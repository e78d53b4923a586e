//! Route definitions for the Garment Workshop API

use axum::{
    routing::{get, post, put},
    Router,
};

use crate::{handlers, AppState};

/// Create API routes
pub fn api_routes() -> Router<AppState> {
    Router::new()
        .route("/health", get(handlers::health_check))
        // Clothing items, their recipes and the requirement calculation
        .nest("/clothes", clothes_routes())
        // Raw material catalogue
        .nest("/materials", material_routes())
        // Warehouse stock lots
        .nest("/storage", storage_routes())
}

/// Clothing item routes
fn clothes_routes() -> Router<AppState> {
    Router::new()
        .route("/", get(handlers::list_clothes).post(handlers::create_clothes))
        .route("/calculate", post(handlers::calculate_requirements))
        // Earlier clients post the same body here
        .route("/seller", post(handlers::calculate_requirements))
        .route("/material", post(handlers::create_recipe))
        .route(
            "/material/:line_id",
            put(handlers::update_recipe_line).delete(handlers::delete_recipe_line),
        )
        .route(
            "/:clothes_id",
            get(handlers::get_clothes)
                .put(handlers::update_clothes)
                .delete(handlers::delete_clothes),
        )
        .route("/:clothes_id/materials", get(handlers::get_recipe))
}

/// Material catalogue routes
fn material_routes() -> Router<AppState> {
    Router::new()
        .route("/", get(handlers::list_materials).post(handlers::create_material))
        .route("/statistics", get(handlers::get_material_statistics))
        .route("/type/:kind", get(handlers::list_materials_by_type))
        .route(
            "/:material_id",
            get(handlers::get_material)
                .put(handlers::update_material)
                .delete(handlers::delete_material),
        )
}

/// Storage routes
fn storage_routes() -> Router<AppState> {
    Router::new()
        .route("/", get(handlers::list_storage).post(handlers::create_storage))
        .route(
            "/:lot_id",
            get(handlers::get_storage)
                .put(handlers::update_storage)
                .delete(handlers::delete_storage),
        )
}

* _Task prompt_
Set down the listing above in full, please, exactly as it appears.

* _Result of this task_
repository e78d53b4923a586e
//! Route definitions for the Garment Workshop API

use axum::{
    routing::{get, post, put},
    Router,
};

use crate::{handlers, AppState};

/// Create API routes
pub fn api_routes() -> Router<AppState> {
    Router::new()
        .route("/health", get(handlers::health_check))
        // Clothing items, their recipes and the requirement calculation
        .nest("/clothes", clothes_routes())
        // Raw material catalogue
        .nest("/materials", material_routes())
        // Warehouse stock lots
        .nest("/storage", storage_routes())
}

/// Clothing item routes
fn clothes_routes() -> Router<AppState> {
    Router::new()
        .route("/", get(handlers::list_clothes).post(handlers::create_clothes))
        .route("/calculate", post(handlers::calculate_requirements))
        // Earlier clients post the same body here
        .route("/seller", post(handlers::calculate_requirements))
        .route("/material", post(handlers::create_recipe))
        .route(
            "/material/:line_id",
            put(handlers::update_recipe_line).delete(handlers::delete_recipe_line),
        )
        .route(
            "/:clothes_id",
            get(handlers::get_clothes)
                .put(handlers::update_clothes)
                .delete(handlers::delete_clothes),
        )
        .route("/:clothes_id/materials", get(handlers::get_recipe))
}

/// Material catalogue routes
fn material_routes() -> Router<AppState> {
    Router::new()
        .route("/", get(handlers::list_materials).post(handlers::create_material))
        .route("/statistics", get(handlers::get_material_statistics))
        .route("/type/:kind", get(handlers::list_materials_by_type))
        .route(
            "/:material_id",
            get(handlers::get_material)
                .put(handlers::update_material)
                .delete(handlers::delete_material),
        )
}

/// Storage routes
fn storage_routes() -> Router<AppState> {
    Router::new()
        .route("/", get(handlers::list_storage).post(handlers::create_storage))
        .route(
            "/:lot_id",
            get(handlers::get_storage)
                .put(handlers::update_storage)
                .delete(handlers::delete_storage),
        )
}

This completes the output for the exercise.